» DATA:
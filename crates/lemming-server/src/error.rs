//! HTTP mapping for pipeline errors.

use axum::http::StatusCode;
use axum::response::{IntoResponse, Response};
use axum::Json;
use lemming_core::error::{ErrorKind, LemmingError};
use serde_json::json;

/// Handler error: a [`LemmingError`] rendered as `{error, detail}` with the
/// status its family maps to.
#[derive(Debug)]
pub struct AppError(pub LemmingError);

impl From<LemmingError> for AppError {
    fn from(err: LemmingError) -> Self {
        Self(err)
    }
}

impl From<tokio::task::JoinError> for AppError {
    fn from(err: tokio::task::JoinError) -> Self {
        Self(LemmingError::Internal(anyhow::anyhow!(
            "blocking task failed: {}",
            err
        )))
    }
}

impl IntoResponse for AppError {
    fn into_response(self) -> Response {
        let status =
            StatusCode::from_u16(self.0.http_status()).unwrap_or(StatusCode::INTERNAL_SERVER_ERROR);
        let kind = self.0.kind();
        match kind {
            ErrorKind::Internal => tracing::error!(error = %self.0, "request failed"),
            ErrorKind::ExternalFault => tracing::warn!(error = %self.0, "backend failed"),
            _ => tracing::debug!(error = %self.0, %status, "request rejected"),
        }
        let body = json!({
            "error": kind.as_str(),
            "detail": self.0.to_string(),
        });
        (status, Json(body)).into_response()
    }
}

pub type AppResult<T> = Result<T, AppError>;

#[cfg(test)]
mod tests {
    use super::*;

    #[test]
    fn statuses_follow_error_families() {
        let cases = [
            (LemmingError::EmptyTask, StatusCode::BAD_REQUEST),
            (LemmingError::NotFound("x".into()), StatusCode::NOT_FOUND),
            (LemmingError::LandmarkCycle(3), StatusCode::UNPROCESSABLE_ENTITY),
            (LemmingError::Translation("down".into()), StatusCode::BAD_GATEWAY),
            (
                LemmingError::Internal(anyhow::anyhow!("boom")),
                StatusCode::INTERNAL_SERVER_ERROR,
            ),
        ];
        for (err, status) in cases {
            assert_eq!(AppError(err).into_response().status(), status);
        }
    }
}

» WORK TASK: Look above for every line with the word "ErrorKind" and copy it.

» ANSWER FOR THE TASK:
use lemming_core::error::{ErrorKind, LemmingError};
            ErrorKind::Internal => tracing::error!(error = %self.0, "request failed"),
            ErrorKind::ExternalFault => tracing::warn!(error = %self.0, "backend failed"),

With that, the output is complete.